//! Windows rendition of the control endpoint: a per-user message-mode
//! named pipe with an explicit DACL.

use std::fmt;
use std::io;

use anyhow::{Context, Result};
use tokio::io::{AsyncRead, AsyncReadExt, AsyncWrite, AsyncWriteExt};
use tokio::net::windows::named_pipe::{ClientOptions, NamedPipeServer, PipeMode, ServerOptions};

use super::security::PipeSecurity;

/// Largest client message accepted in one pipe read.
const MAX_MESSAGE: usize = 64 * 1024;

/// Name of the per-user control pipe.
#[derive(Debug, Clone)]
pub struct EndpointPath(String);

impl EndpointPath {
    /// The well-known per-user pipe name. Scoping it by username keeps
    /// separate interactive sessions on one machine from colliding.
    pub fn per_user() -> Self {
        let user = std::env::var("USERNAME").unwrap_or_else(|_| "unknown".to_string());
        Self(format!(r"\\.\pipe\{user}\PIME\Launcher"))
    }

    /// An explicit pipe name, mainly for tests.
    pub fn from_path(path: impl Into<String>) -> Self {
        Self(path.into())
    }
}

impl fmt::Display for EndpointPath {
    fn fmt(&self, f: &mut fmt::Formatter<'_>) -> fmt::Result {
        f.write_str(&self.0)
    }
}

trait PipeStream: AsyncRead + AsyncWrite + Send + Unpin {}
impl<T: AsyncRead + AsyncWrite + Send + Unpin> PipeStream for T {}

/// The listening end of the control pipe. A fresh server instance is
/// armed ahead of every accept so no connect attempt finds the name
/// missing.
pub struct Listener {
    path: String,
    security: PipeSecurity,
    next: Option<NamedPipeServer>,
}

impl Listener {
    /// Create the first pipe instance. Failure here is fatal to the
    /// broker; in particular, another running instance already owns the
    /// name.
    pub fn bind(path: &EndpointPath) -> Result<Self> {
        let security =
            PipeSecurity::broker_default().context("building pipe security attributes")?;
        let first = create_instance(&path.0, &security, true)
            .with_context(|| format!("binding control pipe {}", path.0))?;
        Ok(Self {
            path: path.0.clone(),
            security,
            next: Some(first),
        })
    }

    pub async fn accept(&mut self) -> io::Result<Endpoint> {
        let server = match self.next.take() {
            Some(server) => server,
            None => create_instance(&self.path, &self.security, false)?,
        };
        server.connect().await?;
        self.next = Some(create_instance(&self.path, &self.security, false)?);
        Ok(Endpoint {
            inner: Box::new(server),
        })
    }
}

fn create_instance(
    path: &str,
    security: &PipeSecurity,
    first: bool,
) -> io::Result<NamedPipeServer> {
    let mut options = ServerOptions::new();
    options
        .pipe_mode(PipeMode::Message)
        .reject_remote_clients(true)
        .first_pipe_instance(first);
    // SAFETY: the security attributes outlive the call; the kernel
    // copies the descriptor into the pipe object.
    unsafe { options.create_with_security_attributes_raw(path, security.attributes_ptr()) }
}

/// One connected client channel.
pub struct Endpoint {
    inner: Box<dyn PipeStream>,
}

impl Endpoint {
    pub fn split(self) -> (MessageReader, MessageWriter) {
        let (read, write) = tokio::io::split(self.inner);
        (
            MessageReader {
                inner: Box::new(read),
            },
            MessageWriter {
                inner: Box::new(write),
            },
        )
    }
}

pub struct MessageReader {
    inner: Box<dyn AsyncRead + Send + Unpin>,
}

impl MessageReader {
    /// Read one pipe message. `None` once the peer has gone away.
    pub async fn next_message(&mut self) -> io::Result<Option<Vec<u8>>> {
        let mut buf = vec![0u8; MAX_MESSAGE];
        match self.inner.read(&mut buf).await {
            Ok(0) => Ok(None),
            Ok(n) => {
                buf.truncate(n);
                Ok(Some(buf))
            }
            Err(err) if err.kind() == io::ErrorKind::BrokenPipe => Ok(None),
            Err(err) => Err(err),
        }
    }
}

pub struct MessageWriter {
    inner: Box<dyn AsyncWrite + Send + Unpin>,
}

impl MessageWriter {
    /// Write one message. In message mode a single write is delivered
    /// as a single message.
    pub async fn write_message(&mut self, payload: &[u8]) -> io::Result<()> {
        self.inner.write_all(payload).await
    }
}

/// Connect to a broker listening at `path` (used by `--quit`).
pub async fn connect(path: &EndpointPath) -> io::Result<Endpoint> {
    let client = ClientOptions::new().open(&path.0)?;
    Ok(Endpoint {
        inner: Box::new(client),
    })
}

________________

→ **ACTIVITY**
All records shown above are to be given again verbatim.

→ **FINISHED EXERCISE**
//! Windows rendition of the control endpoint: a per-user message-mode
//! named pipe with an explicit DACL.

use std::fmt;
use std::io;

use anyhow::{Context, Result};
use tokio::io::{AsyncRead, AsyncReadExt, AsyncWrite, AsyncWriteExt};
use tokio::net::windows::named_pipe::{ClientOptions, NamedPipeServer, PipeMode, ServerOptions};

use super::security::PipeSecurity;

/// Largest client message accepted in one pipe read.
const MAX_MESSAGE: usize = 64 * 1024;

/// Name of the per-user control pipe.
#[derive(Debug, Clone)]
pub struct EndpointPath(String);

impl EndpointPath {
    /// The well-known per-user pipe name. Scoping it by username keeps
    /// separate interactive sessions on one machine from colliding.
    pub fn per_user() -> Self {
        let user = std::env::var("USERNAME").unwrap_or_else(|_| "unknown".to_string());
        Self(format!(r"\\.\pipe\{user}\PIME\Launcher"))
    }

    /// An explicit pipe name, mainly for tests.
    pub fn from_path(path: impl Into<String>) -> Self {
        Self(path.into())
    }
}

impl fmt::Display for EndpointPath {
    fn fmt(&self, f: &mut fmt::Formatter<'_>) -> fmt::Result {
        f.write_str(&self.0)
    }
}

trait PipeStream: AsyncRead + AsyncWrite + Send + Unpin {}
impl<T: AsyncRead + AsyncWrite + Send + Unpin> PipeStream for T {}

/// The listening end of the control pipe. A fresh server instance is
/// armed ahead of every accept so no connect attempt finds the name
/// missing.
pub struct Listener {
    path: String,
    security: PipeSecurity,
    next: Option<NamedPipeServer>,
}

impl Listener {
    /// Create the first pipe instance. Failure here is fatal to the
    /// broker; in particular, another running instance already owns the
    /// name.
    pub fn bind(path: &EndpointPath) -> Result<Self> {
        let security =
            PipeSecurity::broker_default().context("building pipe security attributes")?;
        let first = create_instance(&path.0, &security, true)
            .with_context(|| format!("binding control pipe {}", path.0))?;
        Ok(Self {
            path: path.0.clone(),
            security,
            next: Some(first),
        })
    }

    pub async fn accept(&mut self) -> io::Result<Endpoint> {
        let server = match self.next.take() {
            Some(server) => server,
            None => create_instance(&self.path, &self.security, false)?,
        };
        server.connect().await?;
        self.next = Some(create_instance(&self.path, &self.security, false)?);
        Ok(Endpoint {
            inner: Box::new(server),
        })
    }
}

fn create_instance(
    path: &str,
    security: &PipeSecurity,
    first: bool,
) -> io::Result<NamedPipeServer> {
    let mut options = ServerOptions::new();
    options
        .pipe_mode(PipeMode::Message)
        .reject_remote_clients(true)
        .first_pipe_instance(first);
    // SAFETY: the security attributes outlive the call; the kernel
    // copies the descriptor into the pipe object.
    unsafe { options.create_with_security_attributes_raw(path, security.attributes_ptr()) }
}

/// One connected client channel.
pub struct Endpoint {
    inner: Box<dyn PipeStream>,
}

impl Endpoint {
    pub fn split(self) -> (MessageReader, MessageWriter) {
        let (read, write) = tokio::io::split(self.inner);
        (
            MessageReader {
                inner: Box::new(read),
            },
            MessageWriter {
                inner: Box::new(write),
            },
        )
    }
}

pub struct MessageReader {
    inner: Box<dyn AsyncRead + Send + Unpin>,
}

impl MessageReader {
    /// Read one pipe message. `None` once the peer has gone away.
    pub async fn next_message(&mut self) -> io::Result<Option<Vec<u8>>> {
        let mut buf = vec![0u8; MAX_MESSAGE];
        match self.inner.read(&mut buf).await {
            Ok(0) => Ok(None),
            Ok(n) => {
                buf.truncate(n);
                Ok(Some(buf))
            }
            Err(err) if err.kind() == io::ErrorKind::BrokenPipe => Ok(None),
            Err(err) => Err(err),
        }
    }
}

pub struct MessageWriter {
    inner: Box<dyn AsyncWrite + Send + Unpin>,
}

impl MessageWriter {
    /// Write one message. In message mode a single write is delivered
    /// as a single message.
    pub async fn write_message(&mut self, payload: &[u8]) -> io::Result<()> {
        self.inner.write_all(payload).await
    }
}

/// Connect to a broker listening at `path` (used by `--quit`).
pub async fn connect(path: &EndpointPath) -> io::Result<Endpoint> {
    let client = ClientOptions::new().open(&path.0)?;
    Ok(Endpoint {
        inner: Box::new(client),
    })
}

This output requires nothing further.